Gene Wiseman says the Missouri State Milk Board was positioned to help make sure the milk was getting where it was needed.
Wiseman, in his 13th year as executive secretary of the board, says the agency’s regulatory role means it has a good knowledge of the state’s supply chain.
“We are a regulatory agency,” he says. “We inspect milk all the way from the farm to the process to the distributors.”
During the early weeks of the coronavirus shutdown, Wiseman says the milk board and the Missouri Department of Agriculture worked together to make sure stores were getting the milk they needed. He credited Director of Agriculture Chris Chinn with reaching out to get the effort going.
“We knew we had plenty of product on the farm, but it just wasn’t getting where it needed to,” Wiseman says. “We started working with processors to target stores. I’ve got to applaud Chris Chinn, we just worked together to get that done and fill that need.”

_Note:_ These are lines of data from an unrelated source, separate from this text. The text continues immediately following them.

//! Ordinary Least Squares (OLS) regression on positional regressor columns.
//!
//! Used by the harmonic-fit periodograms (DCDFT, multi-harmonic DFT), which
//! regress magnitudes on cosine/sine columns at every trial frequency.

use crate::error::{PeriodogramError, Result};

/// Relative pivot size below which the normal equations count as singular.
const SINGULAR_PIVOT: f64 = 1e-12;

/// OLS regression coefficients and intercept.
#[derive(Debug, Clone)]
pub struct OLSResult {
    /// Regression coefficients, one per column, in column order.
    pub coefficients: Vec<f64>,
    /// Intercept term.
    pub intercept: f64,
}

impl OLSResult {
    /// Fitted values without the intercept: `X @ coefficients`.
    pub fn fitted_without_intercept(&self, columns: &[Vec<f64>]) -> Result<Vec<f64>> {
        if columns.len() != self.coefficients.len() {
            return Err(PeriodogramError::DimensionMismatch {
                expected: self.coefficients.len(),
                got: columns.len(),
            });
        }
        let n = columns.first().map(|c| c.len()).unwrap_or(0);

        let mut fitted = vec![0.0; n];
        for (coef, column) in self.coefficients.iter().zip(columns) {
            if column.len() != n {
                return Err(PeriodogramError::DimensionMismatch {
                    expected: n,
                    got: column.len(),
                });
            }
            for (f, x) in fitted.iter_mut().zip(column) {
                *f += coef * x;
            }
        }
        Ok(fitted)
    }

    /// Get the number of regressors.
    pub fn num_regressors(&self) -> usize {
        self.coefficients.len()
    }
}

/// Fit OLS regression: y = intercept + X @ coefficients
///
/// Uses Cholesky decomposition to solve the normal equations. A system whose
/// pivots collapse (collinear columns) is reported as a `ComputationError`.
pub fn ols_fit(y: &[f64], columns: &[Vec<f64>]) -> Result<OLSResult> {
    let n = y.len();

    if n == 0 {
        return Err(PeriodogramError::InsufficientData { needed: 1, got: 0 });
    }

    if columns.is_empty() {
        let intercept = y.iter().sum::<f64>() / n as f64;
        return Ok(OLSResult {
            coefficients: vec![],
            intercept,
        });
    }

    let k = columns.len();
    for column in columns {
        if column.len() != n {
            return Err(PeriodogramError::DimensionMismatch {
                expected: n,
                got: column.len(),
            });
        }
    }

    let num_params = k + 1;
    if n < num_params {
        return Err(PeriodogramError::InsufficientData {
            needed: num_params,
            got: n,
        });
    }

    // Design matrix columns are [1, x1, x2, ...]
    let mut xtx = vec![vec![0.0; num_params]; num_params];
    let mut xty = vec![0.0; num_params];

    for obs in 0..n {
        let y_obs = y[obs];

        xtx[0][0] += 1.0;
        for j in 0..k {
            let xj = columns[j][obs];
            xtx[0][j + 1] += xj;
            xtx[j + 1][0] += xj;
        }
        for i in 0..k {
            let xi = columns[i][obs];
            for j in 0..k {
                xtx[i + 1][j + 1] += xi * columns[j][obs];
            }
        }

        xty[0] += y_obs;
        for i in 0..k {
            xty[i + 1] += columns[i][obs] * y_obs;
        }
    }

    let beta = solve_symmetric(&xtx, &xty).ok_or_else(|| {
        PeriodogramError::ComputationError(
            "OLS regression failed: matrix not positive definite".into(),
        )
    })?;

    Ok(OLSResult {
        intercept: beta[0],
        coefficients: beta[1..].to_vec(),
    })
}

/// Solve symmetric positive definite system using Cholesky decomposition.
///
/// Solves A @ x = b where A is symmetric positive definite.
fn solve_symmetric(a: &[Vec<f64>], b: &[f64]) -> Option<Vec<f64>> {
    let n = b.len();
    if n == 0 || a.len() != n {
        return None;
    }

    // Cholesky decomposition A = L @ L'
    let mut l = vec![vec![0.0; n]; n];

    for i in 0..n {
        for j in 0..=i {
            let mut sum = a[i][j];
            for k in 0..j {
                sum -= l[i][k] * l[j][k];
            }

            if i == j {
                if !(sum > SINGULAR_PIVOT * a[i][i].abs()) {
                    return None;
                }
                l[i][j] = sum.sqrt();
            } else {
                l[i][j] = sum / l[j][j];
            }
        }
    }

    // Forward substitution: L @ y = b
    let mut y = vec![0.0; n];
    for i in 0..n {
        let mut sum = b[i];
        for j in 0..i {
            sum -= l[i][j] * y[j];
        }
        y[i] = sum / l[i][i];
    }

    // Backward substitution: L' @ x = y
    let mut x = vec![0.0; n];
    for i in (0..n).rev() {
        let mut sum = y[i];
        for j in (i + 1)..n {
            sum -= l[j][i] * x[j];
        }
        x[i] = sum / l[i][i];
    }

    Some(x)
}
//! Deeming discrete Fourier transform and spectral window.
//!
//! Both compute the complex sum
//!
//! ```text
//! F(ν) = Σ b_i · (cos 2πνt_i + i·sin 2πνt_i)
//! ```
//!
//! over the raw sample times and differ only in the weights `b_i` and the
//! amplitude scale. The Deeming transform uses mean-subtracted magnitudes;
//! the spectral window uses a constant surrogate so that its peaks show the
//! aliasing produced by the sampling pattern alone.

use super::method::TrialStatistic;
use super::trig::TrigKernel;
use crate::core::{Coordinate, ObservationSeries, ScanVariable, StatisticTuple};
use crate::error::Result;
use std::f64::consts::TAU;

/// Surrogate amplitude and scaling of the spectral window.
///
/// The two variants are kept apart rather than reconciled: each is a
/// self-contained convention and callers pick the one they compare against.
#[derive(Debug, Clone, Copy, PartialEq, Eq, Default)]
pub enum SpectralWindowNormalization {
    /// `b_i = 0.5`, amplitude `2·|F| / N` (the Deeming scaling).
    #[default]
    Deeming,
    /// `b_i = 1`, amplitude `|F| / N`.
    Unit,
}

impl SpectralWindowNormalization {
    fn weight(self) -> f64 {
        match self {
            SpectralWindowNormalization::Deeming => 0.5,
            SpectralWindowNormalization::Unit => 1.0,
        }
    }

    fn scale(self) -> f64 {
        match self {
            SpectralWindowNormalization::Deeming => 2.0,
            SpectralWindowNormalization::Unit => 1.0,
        }
    }
}

/// Real and imaginary parts of `Σ w_i · exp(2πiνt_i)`.
pub fn transform(times: &[f64], weights: &[f64], frequency: f64, kernel: TrigKernel) -> (f64, f64) {
    let mut re = 0.0;
    let mut im = 0.0;
    for (&t, &w) in times.iter().zip(weights) {
        let (c, s) = kernel.cos_sin(TAU * frequency * t);
        re += w * c;
        im += w * s;
    }
    (re, im)
}

/// Fourier statistic bound to one series: power and semi-amplitude per
/// trial frequency.
#[derive(Debug, Clone)]
pub struct FourierStatistic<'a> {
    name: &'static str,
    times: &'a [f64],
    weights: Vec<f64>,
    scale: f64,
    kernel: TrigKernel,
}

impl<'a> FourierStatistic<'a> {
    /// Deeming DFT of the mean-subtracted magnitudes.
    pub fn deeming(series: &'a ObservationSeries, kernel: TrigKernel) -> Self {
        let mean = series.summary().mean_magnitude;
        Self {
            name: "DFT (Deeming)",
            times: series.times(),
            weights: series.magnitudes().iter().map(|m| m - mean).collect(),
            scale: 2.0,
            kernel,
        }
    }

    /// Spectral window of the sampling times.
    pub fn spectral_window(
        series: &'a ObservationSeries,
        normalization: SpectralWindowNormalization,
        kernel: TrigKernel,
    ) -> Self {
        Self {
            name: "Spectral Window",
            times: series.times(),
            weights: vec![normalization.weight(); series.len()],
            scale: normalization.scale(),
            kernel,
        }
    }

    pub fn kernel(&self) -> TrigKernel {
        self.kernel
    }

    /// `(power, semi-amplitude)` at `frequency`.
    pub fn evaluate(&self, frequency: f64) -> StatisticTuple {
        let (re, im) = transform(self.times, &self.weights, frequency, self.kernel);
        let amplitude = self.scale * re.hypot(im) / self.times.len() as f64;
        StatisticTuple::new(amplitude * amplitude, amplitude)
    }
}

impl TrialStatistic for FourierStatistic<'_> {
    fn name(&self) -> &'static str {
        self.name
    }

    fn scan_variable(&self) -> ScanVariable {
        ScanVariable::Frequency
    }

    fn coordinates(&self) -> (Coordinate, Coordinate) {
        (Coordinate::Power, Coordinate::SemiAmplitude)
    }

    fn compute(&mut self, frequency: f64) -> Result<StatisticTuple> {
        Ok(self.evaluate(frequency))
    }
}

Wiseman has a long history of involvement in agriculture, growing up on his family’s diversified farm in Shelby County, in northeast Missouri. He started at the Department of Agriculture in 1998, working in ag business development. He got started marketing for the state’s dairy industry to help fill a void.

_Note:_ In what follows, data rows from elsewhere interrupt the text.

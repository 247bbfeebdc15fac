//! Least-squares harmonic periodograms: date-compensated DFT (DCDFT) and the
//! multi-harmonic DFT.
//!
//! At every trial frequency `ν` the magnitudes are regressed on
//!
//! ```text
//! m(t) = c + Σ_{n=1..h} a_n cos(2π n ν t) + b_n sin(2π n ν t)
//! ```
//!
//! and the power is the share of magnitude variance explained by the
//! harmonic terms, `varp(fit − c) / varp(m)`. The DCDFT is the `h = 1` case
//! scaled by `(N − 1) / 2` (Ferraz-Mello 1981, Foster 1995).

use super::method::TrialStatistic;
use super::trig::TrigKernel;
use crate::core::{Coordinate, ObservationSeries, ScanVariable, StatisticTuple};
use crate::error::{PeriodogramError, Result};
use crate::utils::{ols_fit, population_variance, OLSResult};
use std::f64::consts::TAU;

/// Largest supported number of harmonics.
pub const MAX_HARMONICS: usize = 25;

/// Frequencies below this value are not evaluated by the harmonic fits.
///
/// Suppresses the large spurious peak near zero frequency, which comes from
/// the fit absorbing slow trends over the whole time span.
pub fn zero_frequency_cut(series: &ObservationSeries) -> f64 {
    0.95 / (12.0 * series.summary().time_variance).sqrt() / 4.0
}

/// Harmonic least-squares statistic bound to one series.
#[derive(Debug, Clone)]
pub struct HarmonicFitStatistic<'a> {
    series: &'a ObservationSeries,
    harmonics: usize,
    date_compensated: bool,
    kernel: TrigKernel,
    zero_cut: f64,
    columns: Vec<Vec<f64>>,
    degraded: usize,
}

impl<'a> HarmonicFitStatistic<'a> {
    /// Date-compensated DFT (single harmonic, scaled power).
    pub fn dcdft(series: &'a ObservationSeries, kernel: TrigKernel) -> Result<Self> {
        Self::build(series, 1, true, kernel)
    }

    /// Multi-harmonic DFT with `harmonics` terms.
    pub fn multi_harmonic(
        series: &'a ObservationSeries,
        harmonics: usize,
        kernel: TrigKernel,
    ) -> Result<Self> {
        Self::build(series, harmonics, false, kernel)
    }

    fn build(
        series: &'a ObservationSeries,
        harmonics: usize,
        date_compensated: bool,
        kernel: TrigKernel,
    ) -> Result<Self> {
        validate_harmonics(harmonics)?;
        let needed = 2 * harmonics + 1;
        if series.len() < needed {
            return Err(PeriodogramError::InsufficientData {
                needed,
                got: series.len(),
            });
        }

        Ok(Self {
            series,
            harmonics,
            date_compensated,
            kernel,
            zero_cut: zero_frequency_cut(series),
            columns: vec![vec![0.0; series.len()]; 2 * harmonics],
            degraded: 0,
        })
    }

    pub fn harmonics(&self) -> usize {
        self.harmonics
    }

    pub fn zero_cut(&self) -> f64 {
        self.zero_cut
    }

    /// `(power, semi-amplitude)` at `frequency`.
    ///
    /// Points below the zero-frequency cut, and points where the fit is
    /// singular, are `NaN`; the latter are counted in
    /// [`degraded_points`](TrialStatistic::degraded_points).
    pub fn evaluate(&mut self, frequency: f64) -> StatisticTuple {
        if !(frequency >= self.zero_cut) {
            return StatisticTuple::undefined();
        }

        let omega = TAU * frequency;
        for (i, &t) in self.series.times().iter().enumerate() {
            let angle = omega * t;
            for n in 0..self.harmonics {
                let (c, s) = self.kernel.cos_sin((n + 1) as f64 * angle);
                self.columns[2 * n][i] = c;
                self.columns[2 * n + 1][i] = s;
            }
        }

        let mags = self.series.magnitudes();
        let (fit, predicted) = match self.fit_columns(mags) {
            Ok(fitted) => fitted,
            Err(err) => {
                self.degraded += 1;
                tracing::debug!(frequency, error = %err, "harmonic fit failed");
                return StatisticTuple::undefined();
            }
        };

        let varp_mag = self.series.summary().magnitude_variance;
        let mut power = population_variance(&predicted) / varp_mag;
        if self.date_compensated {
            power *= (mags.len() - 1) as f64 / 2.0;
        }
        let amplitude = if self.harmonics == 1 {
            fit.coefficients[0].hypot(fit.coefficients[1])
        } else {
            f64::NAN
        };

        StatisticTuple::new(power, amplitude)
    }

    /// Regress `mags` on the current columns; returns the fit and its
    /// harmonic part.
    fn fit_columns(&self, mags: &[f64]) -> Result<(OLSResult, Vec<f64>)> {
        let fit = ols_fit(mags, &self.columns)?;
        let predicted = fit.fitted_without_intercept(&self.columns)?;
        Ok((fit, predicted))
    }
}

/// Harmonic count must be in `1..=MAX_HARMONICS`.
pub fn validate_harmonics(harmonics: usize) -> Result<()> {
    if harmonics == 0 || harmonics > MAX_HARMONICS {
        return Err(PeriodogramError::InvalidParameter(format!(
            "number of harmonics must be between 1 and {}, got {}",
            MAX_HARMONICS, harmonics
        )));
    }
    Ok(())
}

impl TrialStatistic for HarmonicFitStatistic<'_> {
    fn name(&self) -> &'static str {
        if self.date_compensated {
            "DCDFT"
        } else {
            "Multi-harmonic DFT"
        }
    }

    fn scan_variable(&self) -> ScanVariable {
        ScanVariable::Frequency
    }

    fn coordinates(&self) -> (Coordinate, Coordinate) {
        (Coordinate::Power, Coordinate::SemiAmplitude)
    }

    fn compute(&mut self, frequency: f64) -> Result<StatisticTuple> {
        Ok(self.evaluate(frequency))
    }

    fn degraded_points(&self) -> usize {
        self.degraded
    }
}
//! Numeric helpers shared by the periodogram methods.

pub mod ols;
pub mod stats;

pub use ols::{ols_fit, OLSResult};
pub use stats::{
    finite_or_nan, mean, median, median_positive_interval, population_variance, variance,
};
//! Fixed-resolution scan over frequency or period.

use super::method::TrialStatistic;
use crate::core::{ResultSeries, RunPhase, RunState, ScanParameters};
use crate::error::Result;

/// Rows reserved up front; longer scans grow the columns as they go.
const INITIAL_CAPACITY: usize = 1 << 16;

/// Outcome of one scan: the accumulated rows and how the loop ended.
#[derive(Debug, Clone)]
pub struct Scan {
    pub results: ResultSeries,
    /// [`RunPhase::Complete`] or [`RunPhase::Interrupted`].
    pub phase: RunPhase,
}

impl Scan {
    pub fn is_complete(&self) -> bool {
        self.phase == RunPhase::Complete
    }
}

/// Evaluate `statistic` at `min + i * resolution` for every step of `params`.
///
/// `state` is polled before each step; once it reports an interrupt the loop
/// stops and the rows gathered so far are returned with
/// [`RunPhase::Interrupted`]. A statistic evaluation that has started always
/// finishes. Parameter errors are returned before the first step.
pub fn scan<S>(statistic: &mut S, params: &ScanParameters, state: &RunState) -> Result<Scan>
where
    S: TrialStatistic + ?Sized,
{
    params.validate()?;

    let steps = params.step_count();
    let (primary, secondary) = statistic.coordinates();
    let mut results = ResultSeries::with_capacity(
        statistic.scan_variable(),
        primary,
        secondary,
        steps.min(INITIAL_CAPACITY),
    );

    tracing::debug!(
        method = statistic.name(),
        min = params.min,
        max = params.max,
        resolution = params.resolution,
        steps,
        "starting scan"
    );

    let mut phase = RunPhase::Complete;
    for i in 0..steps {
        if state.is_interrupted() {
            phase = RunPhase::Interrupted;
            break;
        }
        let x = params.value_at(i);
        let value = statistic.compute(x)?;
        results.push_trial(x, value);
    }

    match phase {
        RunPhase::Interrupted => tracing::info!(
            method = statistic.name(),
            completed = results.len(),
            steps,
            "scan interrupted"
        ),
        _ => tracing::debug!(method = statistic.name(), steps, "scan complete"),
    }

    Ok(Scan { results, phase })
}
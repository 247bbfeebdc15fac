//! Error types for the anofox-periodogram library.

use thiserror::Error;

/// Result type alias for period search operations.
pub type Result<T> = std::result::Result<T, PeriodogramError>;

/// Errors that can occur while preparing or running a period search.
///
/// Numeric degeneracies (empty bins, zero variance, zero frequency) are not
/// errors: they are reported as `NaN` entries in the result series.
#[derive(Error, Debug, Clone, PartialEq)]
pub enum PeriodogramError {
    /// Input data is empty.
    #[error("empty input data")]
    EmptyData,

    /// Insufficient data points for the operation.
    #[error("insufficient data: need at least {needed}, got {got}")]
    InsufficientData { needed: usize, got: usize },

    /// Invalid scan parameter (range, resolution, bin count, harmonics).
    #[error("invalid parameter: {0}")]
    InvalidParameter(String),

    /// An observation time or magnitude is NaN or infinite.
    #[error("non-finite observation at index {index}")]
    NonFiniteObservation { index: usize },

    /// Dimension mismatch between data structures.
    #[error("dimension mismatch: expected {expected}, got {got}")]
    DimensionMismatch { expected: usize, got: usize },

    /// Computation error that aborts the run.
    #[error("computation error: {0}")]
    ComputationError(String),
}

impl PeriodogramError {
    /// True for errors detected while validating parameters, before any scan.
    pub fn is_parameter_error(&self) -> bool {
        matches!(self, PeriodogramError::InvalidParameter(_))
    }
}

“There was a need in dairy marketing,” he says.
Wiseman worked to grow Missouri’s dairy industry, and to attract producers and processors to the state.
Now, in his role with the milk board, Wiseman enjoys the opportunity to help play a role in providing a safe milk supply.

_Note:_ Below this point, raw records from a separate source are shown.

// JSON-lines chat transport: intents arrive on stdin, actions leave on stdout.
use crate::{
    Result,
    app::{
        chat_output::ChatOutput,
        intent_source::IntentSource,
    },
    intents::Intent,
    render::Reply,
};
use anyhow::Context;
use serde::Serialize;
use tokio::io::{
    AsyncBufReadExt,
    AsyncWrite,
    AsyncWriteExt,
    BufReader,
    Lines,
    Stdin,
    Stdout,
};

pub struct StdinIntents {
    lines: Lines<BufReader<Stdin>>,
}

impl StdinIntents {
    pub fn new() -> Self {
        Self {
            lines: BufReader::new(tokio::io::stdin()).lines(),
        }
    }
}

impl Default for StdinIntents {
    fn default() -> Self {
        Self::new()
    }
}

impl IntentSource for StdinIntents {
    async fn next_intent(&mut self) -> Result<Option<Intent>> {
        loop {
            let Some(line) = self.lines.next_line().await.context("read stdin")? else {
                return Ok(None);
            };
            if line.trim().is_empty() {
                continue;
            }
            match serde_json::from_str(&line) {
                Ok(intent) => return Ok(Some(intent)),
                Err(error) => tracing::warn!("Skipping unreadable intent line: {error}"),
            }
        }
    }
}

#[derive(Serialize)]
#[serde(tag = "action", rename_all = "snake_case")]
enum Action<'a> {
    Send {
        chat_id: i64,
        message_id: i64,
        #[serde(skip_serializing_if = "Option::is_none")]
        reply_to: Option<i64>,
        #[serde(flatten)]
        reply: &'a Reply,
    },
    Edit {
        chat_id: i64,
        message_id: i64,
        #[serde(flatten)]
        reply: &'a Reply,
    },
}

/// Writes one JSON action per line and hands out sequential message ids.
pub struct JsonLinesChat<W> {
    writer: W,
    next_message_id: i64,
}

pub type StdoutChat = JsonLinesChat<Stdout>;

impl StdoutChat {
    pub fn stdout() -> Self {
        JsonLinesChat::new(tokio::io::stdout())
    }
}

impl<W> JsonLinesChat<W> {
    pub fn new(writer: W) -> Self {
        Self {
            writer,
            next_message_id: 1,
        }
    }

    pub fn into_inner(self) -> W {
        self.writer
    }
}

impl<W: AsyncWrite + Unpin> JsonLinesChat<W> {
    async fn write(&mut self, action: &Action<'_>) -> Result<()> {
        let mut line = serde_json::to_vec(action).context("serialize chat action")?;
        line.push(b'\n');
        self.writer
            .write_all(&line)
            .await
            .context("write chat action")?;
        self.writer.flush().await.context("flush chat output")?;
        Ok(())
    }
}

impl<W: AsyncWrite + Unpin> ChatOutput for JsonLinesChat<W> {
    async fn send(&mut self, chat_id: i64, reply_to: Option<i64>, reply: &Reply) -> Result<i64> {
        let message_id = self.next_message_id;
        self.next_message_id += 1;
        self.write(&Action::Send {
            chat_id,
            message_id,
            reply_to,
            reply,
        })
        .await?;
        Ok(message_id)
    }

    async fn edit(&mut self, chat_id: i64, message_id: i64, reply: &Reply) -> Result<()> {
        self.write(&Action::Edit {
            chat_id,
            message_id,
            reply,
        })
        .await
    }
}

“Milk is the safest food product on the shelf in stores, and has been for years, because we test it at every level,” he says.
The issue during the coronavirus outbreak has been making sure milk gets where it needs.
“There were challenges through the food supply chain,” Wiseman says.
The milk board was able to use their contacts in the dairy industry to help identify needs.
“We sort of know which processors supply which part of the state,” he says.
Some grocery stores were putting limits on milk sales to make sure they had enough, but Wiseman and Chinn worked to get those limits removed, and coordinated with processors to ensure all milk orders could be filled.
“It filled the information void,” Wiseman says. “We were able to pull those signs (limiting milk purchases) out of a lot of coolers in the state. It calmed a lot of anxiety and was a good thing for dairy.”
It was a change of pace for the milk board to help with the supply chain and logistics.
“It’s just not regular for a regulatory agency to get involved on that end,” Wiseman says.
Another challenge was the sharp reduction in dairy demand with schools and restaurants shut down.
“We saw milk dumping because supply was greater than demand,” Wiseman says.
However, the state’s dairy industry was able to get to the point where milk dumping was no longer necessary.
“We’re processing all the milk in the state of Missouri,” he says. “We’re not dumping milk right now.”
The board also made other adjustments in response to the virus.
“One of the big things that we have been doing is we completely changed our operations from a surprise visit by our agency, and we now communicate prior to our arrival for an inspection,” Wiseman says.
The milk board inspectors also work to maintain social distance during their inspections.
Years of developing good relationships with producers and processors helps the industry navigate the tough times, Wiseman says.
“We’re not just a regulatory agency that’s going to hit you over the head with a hammer,” he says.
The coronavirus outbreak has been a challenge for the entire dairy industry, but Wiseman says it was an opportunity to show people agriculture and the food supply chain can overcome a lot of obstacles to get food on the shelves in stores.
“I think that was the bright light at the end of the tunnel,” he says. “People saw they can have confidence in the food supply.”